The preprint is available on ChemRxiv:

https://chemrxiv.org/engage/chemrxiv/article-details/65d47632e9ebbb4db9c63988


alt text


Installation

1. Setup script (recommended)

The setup script will install the required dependencies and download the pretrained model.

git clone https://github.com/CDDLeiden/pcmol.git && cd pcmol
chmod +x setup.sh
bash setup.sh

2. Conda (alternative)

The conda route requires the user to download the pretrained model manually (link below).

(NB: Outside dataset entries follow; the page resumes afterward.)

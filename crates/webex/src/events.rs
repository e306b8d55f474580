use std::{collections::HashMap, sync::Arc};

use async_trait::async_trait;
use relay_core::{
    ApplicationError, ConversationId, DomainError, InterfaceError, MembershipOutcome, MessageId,
    MessageOutcome, PersonId,
};
use serde::Deserialize;
use serde_json::Value;
use thiserror::Error;

use crate::platform::AgentMembership;
use crate::{broadcast::BroadcastService, membership::MembershipService};

/// One webhook delivery, parsed from the platform's JSON notification.
#[derive(Clone, Debug, PartialEq, Eq)]
pub struct WebhookEnvelope {
    pub webhook_id: String,
    pub event: PlatformEvent,
}

#[derive(Clone, Debug, PartialEq, Eq)]
pub enum PlatformEvent {
    MessageCreated(MessageCreatedEvent),
    MembershipChanged(MembershipChangeEvent),
    Unsupported { resource: String, event: String },
}

impl PlatformEvent {
    pub fn event_type(&self) -> PlatformEventType {
        match self {
            Self::MessageCreated(_) => PlatformEventType::Message,
            Self::MembershipChanged(_) => PlatformEventType::Membership,
            Self::Unsupported { .. } => PlatformEventType::Unsupported,
        }
    }
}

#[derive(Clone, Copy, Debug, PartialEq, Eq, Hash)]
pub enum PlatformEventType {
    Message,
    Membership,
    Unsupported,
}

impl PlatformEventType {
    pub fn as_str(&self) -> &'static str {
        match self {
            Self::Message => "messages",
            Self::Membership => "memberships",
            Self::Unsupported => "unsupported",
        }
    }
}

#[derive(Clone, Debug, PartialEq, Eq)]
pub struct MessageCreatedEvent {
    pub message_id: MessageId,
    pub conversation_id: ConversationId,
    pub author_id: PersonId,
    pub author_email: Option<String>,
}

#[derive(Clone, Copy, Debug, PartialEq, Eq)]
pub enum MembershipChange {
    Created,
    Deleted,
    Updated,
}

#[derive(Clone, Debug, PartialEq, Eq)]
pub struct MembershipChangeEvent {
    pub membership_id: String,
    pub conversation_id: ConversationId,
    /// Whose membership changed.
    pub person_id: PersonId,
    /// Who performed the change.
    pub actor_id: Option<PersonId>,
    pub change: MembershipChange,
}

impl MembershipChangeEvent {
    pub fn membership(&self) -> AgentMembership {
        AgentMembership {
            id: self.membership_id.clone(),
            conversation: self.conversation_id.clone(),
        }
    }
}

#[derive(Deserialize)]
#[serde(rename_all = "camelCase")]
struct RawWebhook {
    #[serde(default)]
    id: String,
    resource: String,
    event: String,
    actor_id: Option<String>,
    data: RawWebhookData,
}

#[derive(Deserialize)]
#[serde(rename_all = "camelCase")]
struct RawWebhookData {
    id: String,
    room_id: Option<String>,
    person_id: Option<String>,
    person_email: Option<String>,
}

impl WebhookEnvelope {
    pub fn parse(raw: &Value) -> Result<Self, DomainError> {
        let webhook: RawWebhook = RawWebhook::deserialize(raw)
            .map_err(|error| DomainError::MalformedEvent(error.to_string()))?;
        let RawWebhookData { id, room_id, person_id, person_email } = webhook.data;

        let event = match (webhook.resource.as_str(), webhook.event.as_str()) {
            ("messages", "created") => PlatformEvent::MessageCreated(MessageCreatedEvent {
                message_id: MessageId(id),
                conversation_id: ConversationId(required(room_id, "data.roomId")?),
                author_id: PersonId(required(person_id, "data.personId")?),
                author_email: person_email,
            }),
            ("memberships", change) => {
                let change = match change {
                    "created" => MembershipChange::Created,
                    "deleted" => MembershipChange::Deleted,
                    "updated" => MembershipChange::Updated,
                    other => {
                        return Ok(Self::unsupported(webhook.id, "memberships", other));
                    }
                };
                PlatformEvent::MembershipChanged(MembershipChangeEvent {
                    membership_id: id,
                    conversation_id: ConversationId(required(room_id, "data.roomId")?),
                    person_id: PersonId(required(person_id, "data.personId")?),
                    actor_id: webhook.actor_id.map(PersonId),
                    change,
                })
            }
            (resource, event) => return Ok(Self::unsupported(webhook.id, resource, event)),
        };

        Ok(Self { webhook_id: webhook.id, event })
    }

    fn unsupported(webhook_id: String, resource: &str, event: &str) -> Self {
        Self {
            webhook_id,
            event: PlatformEvent::Unsupported {
                resource: resource.to_owned(),
                event: event.to_owned(),
            },
        }
    }
}

fn required(value: Option<String>, field: &str) -> Result<String, DomainError> {
    value
        .filter(|value| !value.trim().is_empty())
        .ok_or_else(|| DomainError::MalformedEvent(format!("missing `{field}`")))
}

#[derive(Clone, Debug, PartialEq, Eq)]
pub struct EventContext {
    pub correlation_id: String,
}

impl Default for EventContext {
    fn default() -> Self {
        Self { correlation_id: "unknown-correlation-id".to_owned() }
    }
}

impl EventContext {
    /// Correlates on the id of the resource the notification is about, so
    /// redeliveries of the same event share one id.
    pub fn for_webhook(raw: &Value) -> Self {
        let correlation_id = raw
            .pointer("/data/id")
            .and_then(Value::as_str)
            .filter(|id| !id.is_empty())
            .map(str::to_owned)
            .unwrap_or_else(|| uuid::Uuid::new_v4().to_string());
        Self { correlation_id }
    }
}

#[derive(Clone, Debug, PartialEq, Eq)]
pub enum HandlerResult {
    Message(MessageOutcome),
    Membership(MembershipOutcome),
    Ignored,
}

#[derive(Debug, Error, PartialEq, Eq)]
pub enum EventHandlerError {
    #[error(transparent)]
    Application(#[from] ApplicationError),
    #[error("expected a {expected} event, got {actual}")]
    UnexpectedEvent { expected: &'static str, actual: &'static str },
}

#[derive(Debug, Error, PartialEq, Eq)]
pub enum DispatchError {
    #[error(transparent)]
    Malformed(#[from] DomainError),
    #[error(transparent)]
    Handler(#[from] EventHandlerError),
}

impl DispatchError {
    pub fn into_interface(self, correlation_id: impl Into<String>) -> InterfaceError {
        let application = match self {
            Self::Malformed(error) => ApplicationError::Domain(error),
            Self::Handler(EventHandlerError::Application(error)) => error,
            Self::Handler(error @ EventHandlerError::UnexpectedEvent { .. }) => {
                ApplicationError::Domain(DomainError::MalformedEvent(error.to_string()))
            }
        };
        application.into_interface(correlation_id)
    }
}

#[async_trait]
pub trait EventHandler: Send + Sync {
    fn event_type(&self) -> PlatformEventType;
    async fn handle(
        &self,
        envelope: &WebhookEnvelope,
        ctx: &EventContext,
    ) -> Result<HandlerResult, EventHandlerError>;
}

#[derive(Default)]
pub struct EventDispatcher {
    handlers: HashMap<PlatformEventType, Arc<dyn EventHandler>>,
}

impl EventDispatcher {
    pub fn new() -> Self {
        Self::default()
    }

    pub fn register<H>(&mut self, handler: H)
    where
        H: EventHandler + 'static,
    {
        self.handlers.insert(handler.event_type(), Arc::new(handler));
    }

    pub async fn dispatch(
        &self,
        envelope: &WebhookEnvelope,
        ctx: &EventContext,
    ) -> Result<HandlerResult, DispatchError> {
        let Some(handler) = self.handlers.get(&envelope.event.event_type()) else {
            return Ok(HandlerResult::Ignored);
        };

        handler.handle(envelope, ctx).await.map_err(DispatchError::from)
    }

    pub fn handler_count(&self) -> usize {
        self.handlers.len()
    }
}

pub struct MessageEventHandler {
    service: BroadcastService,
}

impl MessageEventHandler {
    pub fn new(service: BroadcastService) -> Self {
        Self { service }
    }
}

#[async_trait]
impl EventHandler for MessageEventHandler {
    fn event_type(&self) -> PlatformEventType {
        PlatformEventType::Message
    }

    async fn handle(
        &self,
        envelope: &WebhookEnvelope,
        ctx: &EventContext,
    ) -> Result<HandlerResult, EventHandlerError> {
        let PlatformEvent::MessageCreated(event) = &envelope.event else {
            return Ok(HandlerResult::Ignored);
        };

        let outcome = self.service.handle(event, ctx).await?;
        Ok(HandlerResult::Message(outcome))
    }
}

pub struct MembershipEventHandler {
    service: MembershipService,
}

impl MembershipEventHandler {
    pub fn new(service: MembershipService) -> Self {
        Self { service }
    }
}

#[async_trait]
impl EventHandler for MembershipEventHandler {
    fn event_type(&self) -> PlatformEventType {
        PlatformEventType::Membership
    }

    async fn handle(
        &self,
        envelope: &WebhookEnvelope,
        ctx: &EventContext,
    ) -> Result<HandlerResult, EventHandlerError> {
        let PlatformEvent::MembershipChanged(event) = &envelope.event else {
            return Ok(HandlerResult::Ignored);
        };

        let outcome = self.service.handle(event, ctx).await?;
        Ok(HandlerResult::Membership(outcome))
    }
}

#[cfg(test)]
mod tests {
    use async_trait::async_trait;
    use relay_core::{ApplicationError, DomainError, InterfaceError, MessageOutcome};
    use serde_json::json;

    use super::{
        DispatchError, EventContext, EventDispatcher, EventHandler, EventHandlerError,
        HandlerResult, MembershipChange, PlatformEvent, PlatformEventType, WebhookEnvelope,
    };

    fn message_webhook() -> serde_json::Value {
        json!({
            "id": "WH-1",
            "name": "relay messages/created",
            "resource": "messages",
            "event": "created",
            "actorId": "P-ANN",
            "data": {
                "id": "M-1",
                "roomId": "R-ORIGIN",
                "roomType": "group",
                "personId": "P-ANN",
                "personEmail": "ann@a.example"
            }
        })
    }

    #[test]
    fn parses_message_created_notification() {
        let envelope = WebhookEnvelope::parse(&message_webhook()).expect("valid webhook");

        let PlatformEvent::MessageCreated(event) = envelope.event else {
            panic!("expected a message event");
        };
        assert_eq!(envelope.webhook_id, "WH-1");
        assert_eq!(event.message_id.0, "M-1");
        assert_eq!(event.conversation_id.0, "R-ORIGIN");
        assert_eq!(event.author_email.as_deref(), Some("ann@a.example"));
    }

    #[test]
    fn parses_membership_change_with_actor() {
        let raw = json!({
            "id": "WH-2",
            "resource": "memberships",
            "event": "created",
            "actorId": "P-ADDER",
            "data": {"id": "MS-1", "roomId": "R-NEW", "personId": "BOT"}
        });

        let envelope = WebhookEnvelope::parse(&raw).expect("valid webhook");

        let PlatformEvent::MembershipChanged(event) = envelope.event else {
            panic!("expected a membership event");
        };
        assert_eq!(event.change, MembershipChange::Created);
        assert_eq!(event.actor_id.map(|id| id.0), Some("P-ADDER".to_owned()));
    }

    #[test]
    fn unknown_resources_are_unsupported_not_errors() {
        let raw = json!({
            "resource": "attachmentActions",
            "event": "created",
            "data": {"id": "AA-1"}
        });

        let envelope = WebhookEnvelope::parse(&raw).expect("parses");

        assert_eq!(envelope.event.event_type(), PlatformEventType::Unsupported);
    }

    #[test]
    fn message_without_room_is_malformed() {
        let mut raw = message_webhook();
        if let Some(data) = raw["data"].as_object_mut() {
            data.remove("roomId");
        }

        let error = WebhookEnvelope::parse(&raw).expect_err("missing room");

        assert_eq!(error, DomainError::MalformedEvent("missing `data.roomId`".to_owned()));
    }

    #[test]
    fn correlation_id_comes_from_event_resource() {
        assert_eq!(EventContext::for_webhook(&message_webhook()).correlation_id, "M-1");
        assert!(!EventContext::for_webhook(&json!({})).correlation_id.is_empty());
    }

    #[test]
    fn dispatch_errors_map_to_interface_errors() {
        let malformed = DispatchError::from(DomainError::MalformedEvent("no data".to_owned()))
            .into_interface("M-9");
        let transport = DispatchError::from(EventHandlerError::from(ApplicationError::Transport(
            "503".to_owned(),
        )))
        .into_interface("M-9");

        assert!(matches!(malformed, InterfaceError::BadRequest { .. }));
        assert!(matches!(transport, InterfaceError::ServiceUnavailable { .. }));
        assert_eq!(transport.correlation_id(), "M-9");
    }

    struct StaticMessageHandler;

    #[async_trait]
    impl EventHandler for StaticMessageHandler {
        fn event_type(&self) -> PlatformEventType {
            PlatformEventType::Message
        }

        async fn handle(
            &self,
            _envelope: &WebhookEnvelope,
            _ctx: &EventContext,
        ) -> Result<HandlerResult, EventHandlerError> {
            Ok(HandlerResult::Message(MessageOutcome::Ignored { reason: "static".to_owned() }))
        }
    }

    #[tokio::test]
    async fn dispatcher_routes_by_event_type_and_ignores_unregistered() {
        let mut dispatcher = EventDispatcher::new();
        dispatcher.register(StaticMessageHandler);
        let ctx = EventContext::default();

        let message = WebhookEnvelope::parse(&message_webhook()).expect("valid webhook");
        let membership = WebhookEnvelope::parse(&json!({
            "resource": "memberships",
            "event": "deleted",
            "data": {"id": "MS-2", "roomId": "R-1", "personId": "BOT"}
        }))
        .expect("valid webhook");

        assert_eq!(dispatcher.handler_count(), 1);
        assert!(matches!(
            dispatcher.dispatch(&message, &ctx).await,
            Ok(HandlerResult::Message(MessageOutcome::Ignored { .. }))
        ));
        assert_eq!(dispatcher.dispatch(&membership, &ctx).await, Ok(HandlerResult::Ignored));
    }
}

# Setting up a fresh conda environment
git clone https://github.com/CDDLeiden/pcmol.git && cd pcmol
conda env create -f environment.yml && conda activate pcmol
python -m pip install -e .

Pretrained model

*When not using the setup script, the pretrained model can be downloaded from here (mirror). It should then be placed in the .../pcmol/data/models folder.


Generating molecules for a particular target

1. Using a script (conda route)

# Run the model on a single target using Accession ID (generates 10 SMILES strings)
conda activate pcmol
python pcmol/generate.py --target P29275

# If GPU is not available
python pcmol/generate.py --target P29275 --device cpu

If available, the appropriate AlphaFold2 embeddings to be used as input to the model will be downloaded automatically. The generated molecules are saved in the data/results folder.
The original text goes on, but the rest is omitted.